Les chercheurs admettent que les auteurs de cette campagne pourraient essayer de modifier le réseau de zombies pour le remettre en service, mais s’ils le faisaient, ils risqueraient d’être identifiés. Toutefois, les créateurs de botnets n’utilisent pas toujours un proxy. Dans de nombreux cas, les victimes se connectent directement au pool, de sorte que la tactique consistant à soumettre de mauvais partages se contente de bannir l’adresse IP des défenseurs du pool sans affecter l’opération de minage. La société cible le portefeuille numérique du botnet et un ensemble de secrets de chiffrement permettant aux utilisateurs de réaliser des transactions basées sur la blockchain. La tactique consiste à utiliser un script pour envoyer plus de 1 000 demandes de connexion simultanées en utilisant le portefeuille de l’attaquant, obligeant le pool à le bannir. Si cela pourrait interrompre d’autres opérations de minage, il ne s’agit cependant pas d’une solution permanente, admet Akamai : une fois qu’il a mis fin aux connexions multiples lors d’un test, le taux de minage de la campagne s’est ainsi rétabli.
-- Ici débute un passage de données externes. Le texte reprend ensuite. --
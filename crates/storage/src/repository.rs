use async_trait::async_trait;
use exam_core::model::{AnswerKey, AnswerOption, OptionKey, Question, QuestionError, QuestionId};
use serde::{Deserialize, Serialize};
use std::collections::HashSet;
use std::sync::{Arc, Mutex};
use thiserror::Error;

/// Errors surfaced by question bank adapters.
#[derive(Debug, Error)]
#[non_exhaustive]
pub enum StorageError {
    #[error("not found")]
    NotFound,

    #[error("connection error: {0}")]
    Connection(String),

    #[error("serialization error: {0}")]
    Serialization(String),

    #[error("bank request failed with status {0}")]
    HttpStatus(u16),

    #[error("invalid question {qid}: {source}")]
    InvalidQuestion {
        qid: String,
        #[source]
        source: QuestionError,
    },

    #[error("duplicate question id in bank: {0}")]
    DuplicateQuestion(String),

    #[error("question bank is empty")]
    EmptyBank,
}

//
// ─── BANK RECORD FORMAT ────────────────────────────────────────────────────────
//

/// Persisted shape of one bank question.
///
/// `options` keeps the key order of the source document. `qid` may be written
/// as a string or an integer.
#[derive(Debug, Clone, PartialEq, Eq, Serialize, Deserialize)]
pub struct QuestionRecord {
    #[serde(deserialize_with = "qid_format::deserialize")]
    pub qid: String,
    pub question_text: String,
    #[serde(with = "ordered_options")]
    pub options: Vec<(String, String)>,
    pub correct_answer: CorrectAnswerRecord,
}

/// `correct_answer` is either one key or a list of keys.
#[derive(Debug, Clone, PartialEq, Eq, Serialize, Deserialize)]
#[serde(untagged)]
pub enum CorrectAnswerRecord {
    One(String),
    Many(Vec<String>),
}

impl QuestionRecord {
    #[must_use]
    pub fn from_question(question: &Question) -> Self {
        let options = question
            .options()
            .iter()
            .map(|option| (option.key().to_string(), option.text().to_string()))
            .collect();
        let correct_answer = match question.correct() {
            AnswerKey::Single(key) => CorrectAnswerRecord::One(key.to_string()),
            AnswerKey::Multiple(keys) => {
                CorrectAnswerRecord::Many(keys.iter().map(ToString::to_string).collect())
            }
        };
        Self {
            qid: question.id().to_string(),
            question_text: question.prompt().to_string(),
            options,
            correct_answer,
        }
    }

    /// Convert the record into a validated domain `Question`.
    ///
    /// # Errors
    ///
    /// Returns `StorageError::InvalidQuestion` if any field fails validation.
    pub fn into_question(self) -> Result<Question, StorageError> {
        let qid = self.qid;
        let invalid = |source: QuestionError| StorageError::InvalidQuestion {
            qid: qid.clone(),
            source,
        };

        let id = QuestionId::new(qid.clone())
            .map_err(|_| StorageError::Serialization("question id cannot be empty".into()))?;
        let options = self
            .options
            .into_iter()
            .map(|(key, text)| OptionKey::new(key).map(|key| AnswerOption::new(key, text)))
            .collect::<Result<Vec<_>, _>>()
            .map_err(invalid)?;
        let keys = match self.correct_answer {
            CorrectAnswerRecord::One(key) => vec![key],
            CorrectAnswerRecord::Many(keys) => keys,
        };
        let correct = keys
            .into_iter()
            .map(OptionKey::new)
            .collect::<Result<Vec<_>, _>>()
            .and_then(AnswerKey::from_keys)
            .map_err(invalid)?;

        Question::new(id, self.question_text, options, correct).map_err(invalid)
    }
}

/// Validate a whole bank: every record must convert, ids must be unique, and the
/// bank must not be empty. No partial bank is returned.
///
/// # Errors
///
/// Returns the first `StorageError` encountered.
pub fn records_into_bank(records: Vec<QuestionRecord>) -> Result<Vec<Question>, StorageError> {
    if records.is_empty() {
        return Err(StorageError::EmptyBank);
    }
    let mut seen = HashSet::with_capacity(records.len());
    let mut questions = Vec::with_capacity(records.len());
    for record in records {
        let question = record.into_question()?;
        if !seen.insert(question.id().clone()) {
            return Err(StorageError::DuplicateQuestion(question.id().to_string()));
        }
        questions.push(question);
    }
    Ok(questions)
}

mod qid_format {
    use serde::{Deserialize, Deserializer};

    #[derive(Deserialize)]
    #[serde(untagged)]
    enum RawQid {
        Text(String),
        Number(i64),
    }

    pub fn deserialize<'de, D>(deserializer: D) -> Result<String, D::Error>
    where
        D: Deserializer<'de>,
    {
        Ok(match RawQid::deserialize(deserializer)? {
            RawQid::Text(text) => text,
            RawQid::Number(number) => number.to_string(),
        })
    }
}

mod ordered_options {
    use serde::de::{MapAccess, Visitor};
    use serde::ser::SerializeMap;
    use serde::{Deserializer, Serializer};
    use std::fmt;

    pub fn serialize<S>(options: &[(String, String)], serializer: S) -> Result<S::Ok, S::Error>
    where
        S: Serializer,
    {
        let mut map = serializer.serialize_map(Some(options.len()))?;
        for (key, text) in options {
            map.serialize_entry(key, text)?;
        }
        map.end()
    }

    pub fn deserialize<'de, D>(deserializer: D) -> Result<Vec<(String, String)>, D::Error>
    where
        D: Deserializer<'de>,
    {
        struct OrderedVisitor;

        impl<'de> Visitor<'de> for OrderedVisitor {
            type Value = Vec<(String, String)>;

            fn expecting(&self, f: &mut fmt::Formatter<'_>) -> fmt::Result {
                f.write_str("an object mapping option keys to option text")
            }

            fn visit_map<A>(self, mut access: A) -> Result<Self::Value, A::Error>
            where
                A: MapAccess<'de>,
            {
                let mut entries = Vec::with_capacity(access.size_hint().unwrap_or(4));
                while let Some((key, text)) = access.next_entry::<String, String>()? {
                    entries.push((key, text));
                }
                Ok(entries)
            }
        }

        deserializer.deserialize_map(OrderedVisitor)
    }
}

//
// ─── LOADER CONTRACT ───────────────────────────────────────────────────────────
//

/// Source of the candidate question pool.
#[async_trait]
pub trait QuestionBankLoader: Send + Sync {
    /// Fetch the full bank.
    ///
    /// # Errors
    ///
    /// Returns `StorageError` when the source is unreachable or any record is
    /// malformed. Implementations never return a partial bank.
    async fn load(&self) -> Result<Vec<Question>, StorageError>;

    /// Human-readable description of where the bank comes from.
    fn describe(&self) -> String;
}

/// Simple in-memory bank for testing and prototyping.
#[derive(Clone, Default)]
pub struct InMemoryQuestionBank {
    questions: Arc<Mutex<Vec<Question>>>,
}

impl InMemoryQuestionBank {
    #[must_use]
    pub fn new(questions: Vec<Question>) -> Self {
        Self {
            questions: Arc::new(Mutex::new(questions)),
        }
    }

    /// Replace the stored bank.
    ///
    /// # Errors
    ///
    /// Returns `StorageError::Connection` if the lock is poisoned.
    pub fn replace(&self, questions: Vec<Question>) -> Result<(), StorageError> {
        let mut guard = self
            .questions
            .lock()
            .map_err(|e| StorageError::Connection(e.to_string()))?;
        *guard = questions;
        Ok(())
    }
}

#[async_trait]
impl QuestionBankLoader for InMemoryQuestionBank {
    async fn load(&self) -> Result<Vec<Question>, StorageError> {
        let guard = self
            .questions
            .lock()
            .map_err(|e| StorageError::Connection(e.to_string()))?;
        if guard.is_empty() {
            return Err(StorageError::EmptyBank);
        }
        Ok(guard.clone())
    }

    fn describe(&self) -> String {
        "in-memory bank".to_string()
    }
}

/// Holds the configured bank loader behind a trait object for easy backend swapping.
#[derive(Clone)]
pub struct Storage {
    pub bank: Arc<dyn QuestionBankLoader>,
}

impl Storage {
    #[must_use]
    pub fn in_memory(questions: Vec<Question>) -> Self {
        let bank: Arc<dyn QuestionBankLoader> = Arc::new(InMemoryQuestionBank::new(questions));
        Self { bank }
    }

    #[must_use]
    pub fn with_loader(bank: Arc<dyn QuestionBankLoader>) -> Self {
        Self { bank }
    }
}
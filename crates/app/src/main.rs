use std::fmt;
use std::sync::Arc;

use dioxus::LaunchBuilder;
use dioxus::desktop::{Config as DesktopConfig, WindowBuilder};
use exam_core::model::{BankSource, ExamConfig};
use services::{AdvisoryService, AppServices, Clock, ExamLoopService, ExamSettings};
use tracing_subscriber::EnvFilter;
use ui::{App, UiApp, build_app_context};

#[derive(Debug)]
enum ArgsError {
    MissingValue { flag: &'static str },
    UnknownArg(String),
    InvalidNumber { flag: &'static str, raw: String },
    InvalidBank { raw: String, reason: String },
    InvalidConfig(String),
}

impl fmt::Display for ArgsError {
    fn fmt(&self, f: &mut fmt::Formatter<'_>) -> fmt::Result {
        match self {
            ArgsError::MissingValue { flag } => write!(f, "{flag} requires a value"),
            ArgsError::UnknownArg(arg) => write!(f, "unknown argument: {arg}"),
            ArgsError::InvalidNumber { flag, raw } => write!(f, "invalid {flag} value: {raw}"),
            ArgsError::InvalidBank { raw, reason } => write!(f, "invalid --bank value {raw}: {reason}"),
            ArgsError::InvalidConfig(reason) => write!(f, "invalid exam settings: {reason}"),
        }
    }
}

impl std::error::Error for ArgsError {}

fn require_value(
    args: &mut impl Iterator<Item = String>,
    flag: &'static str,
) -> Result<String, ArgsError> {
    args.next().ok_or(ArgsError::MissingValue { flag })
}

fn parse_number<T: std::str::FromStr>(raw: String, flag: &'static str) -> Result<T, ArgsError> {
    raw.trim()
        .parse()
        .map_err(|_| ArgsError::InvalidNumber { flag, raw })
}

struct DesktopApp {
    config: ExamConfig,
    exam_loop: Arc<ExamLoopService>,
    advisory: Arc<AdvisoryService>,
}

impl UiApp for DesktopApp {
    fn exam_config(&self) -> ExamConfig {
        self.config.clone()
    }

    fn exam_loop(&self) -> Arc<ExamLoopService> {
        Arc::clone(&self.exam_loop)
    }

    fn advisory(&self) -> Arc<AdvisoryService> {
        Arc::clone(&self.advisory)
    }
}

fn print_usage() {
    eprintln!("Usage:");
    eprintln!("  cargo run -p app -- [--bank <source>] [--questions <n>] [--duration <secs>] [--seed <n>]");
    eprintln!();
    eprintln!("Bank sources:");
    eprintln!("  path/to/questions.json");
    eprintln!("  https://host/bucket/questions.json");
    eprintln!("  sqlite:bank.sqlite3");
    eprintln!();
    eprintln!("Defaults:");
    eprintln!("  --bank questions.json --questions 10 --duration 1200");
    eprintln!();
    eprintln!("Environment:");
    eprintln!("  EXAM_BANK, EXAM_QUESTION_COUNT, EXAM_TOTAL_SECONDS, EXAM_MARKS_PER_QUESTION,");
    eprintln!("  EXAM_PASS_RATIO, EXAM_SEED, EXAM_ADVISORY_URL, EXAM_USER_ID,");
    eprintln!("  EXAM_ADVISORY_TIMEOUT_SECS, RUST_LOG");
}

/// Flags layered over the environment settings.
fn apply_args(
    mut settings: ExamSettings,
    args: &mut impl Iterator<Item = String>,
) -> Result<ExamSettings, ArgsError> {
    while let Some(arg) = args.next() {
        match arg.as_str() {
            "--bank" => {
                let value = require_value(args, "--bank")?;
                settings.bank = value.parse::<BankSource>().map_err(|e| ArgsError::InvalidBank {
                    raw: value.clone(),
                    reason: e.to_string(),
                })?;
            }
            "--questions" => {
                let count = parse_number(require_value(args, "--questions")?, "--questions")?;
                settings.config = settings
                    .config
                    .with_question_count(count)
                    .map_err(|e| ArgsError::InvalidConfig(e.to_string()))?;
            }
            "--duration" => {
                let secs = parse_number(require_value(args, "--duration")?, "--duration")?;
                settings.config = settings
                    .config
                    .with_total_duration_secs(secs)
                    .map_err(|e| ArgsError::InvalidConfig(e.to_string()))?;
            }
            "--seed" => {
                settings.seed = Some(parse_number(require_value(args, "--seed")?, "--seed")?);
            }
            "--help" | "-h" => {
                print_usage();
                std::process::exit(0);
            }
            _ => return Err(ArgsError::UnknownArg(arg)),
        }
    }
    Ok(settings)
}

fn init_tracing() {
    let filter = EnvFilter::try_from_default_env().unwrap_or_else(|_| EnvFilter::new("info"));
    tracing_subscriber::fmt().with_env_filter(filter).init();
}

fn run() -> Result<(), Box<dyn std::error::Error>> {
    init_tracing();

    let settings = ExamSettings::from_env()?;
    let mut args = std::env::args().skip(1);
    let settings = apply_args(settings, &mut args).map_err(|e| {
        eprintln!("{e}");
        print_usage();
        e
    })?;

    // Bank adapters (SQLite pool, HTTP client) live on this runtime; it must outlive the UI.
    let runtime = tokio::runtime::Runtime::new()?;
    let services =
        runtime.block_on(AppServices::from_settings(&settings, Clock::default_clock()))?;
    tracing::info!(
        bank = %settings.bank,
        questions = settings.config.question_count(),
        total_secs = settings.config.total_duration_secs(),
        advisory = services.advisory().enabled(),
        "launching exam app"
    );

    let app: Arc<dyn UiApp> = Arc::new(DesktopApp {
        config: services.config().clone(),
        exam_loop: services.exam_loop(),
        advisory: services.advisory(),
    });
    let context = build_app_context(&app);

    // On macOS, Dioxus/tao can default to an always-on-top window in some dev setups.
    let desktop_cfg = DesktopConfig::new().with_window(
        WindowBuilder::new()
            .with_title("Practice Test Assistant")
            .with_always_on_top(false),
    );

    LaunchBuilder::desktop()
        .with_cfg(desktop_cfg)
        .with_context(context)
        .launch(App);

    drop(runtime);
    Ok(())
}

fn main() {
    if let Err(err) = run() {
        // At this layer (binary glue), printing once is fine.
        eprintln!("{err}");
        std::process::exit(2);
    }
}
Un projet encore au stade de PoC

« L’outil que nous avons partagé est actuellement une preuve de concept, et n’est pas encore prêt pour une utilisation en production », a prévenu Maor Dahan, chercheur senior en sécurité chez Akamai dans un courriel. Bien que la technique nécessite une certaine expertise pour être utilisée efficacement, il a déclaré que l’un de ses principaux atouts est qu’une seule entreprise peut faire tomber un botnet entier et libérer toutes les victimes, même celles qui n’ont jamais su qu’elles avaient été compromises. « Notre objectif est de susciter de nouvelles stratégies de détection et de prévention et, à terme, de permettre aux entreprises d’atténuer rapidement l’impact des campagnes actives de cryptomineurs », indique le rapport. Toutefois, les experts en cybersécurité estiment que l’outil est prometteur. « J’adore cela », a déclaré David Shipley, CEO du fournisseur canadien de services de sensibilisation à la sécurité Beauceron Security. « Imposer des coûts est le seul moyen de gagner à long terme contre la cybercriminalité. Il ne s’agit pas d’une solution miracle, mais elle sera très pénible pour les créateurs et les responsables de botnets de cryptomonnaies […] C’est une mesure intelligente, utile et nécessaire mais les criminels qui s’adonnent au cryptominage risquent de passer d’un niveau de criminalité lambda à un autre plus destructeur à mesure que ce type d’efforts de perturbation portera ses fruits. »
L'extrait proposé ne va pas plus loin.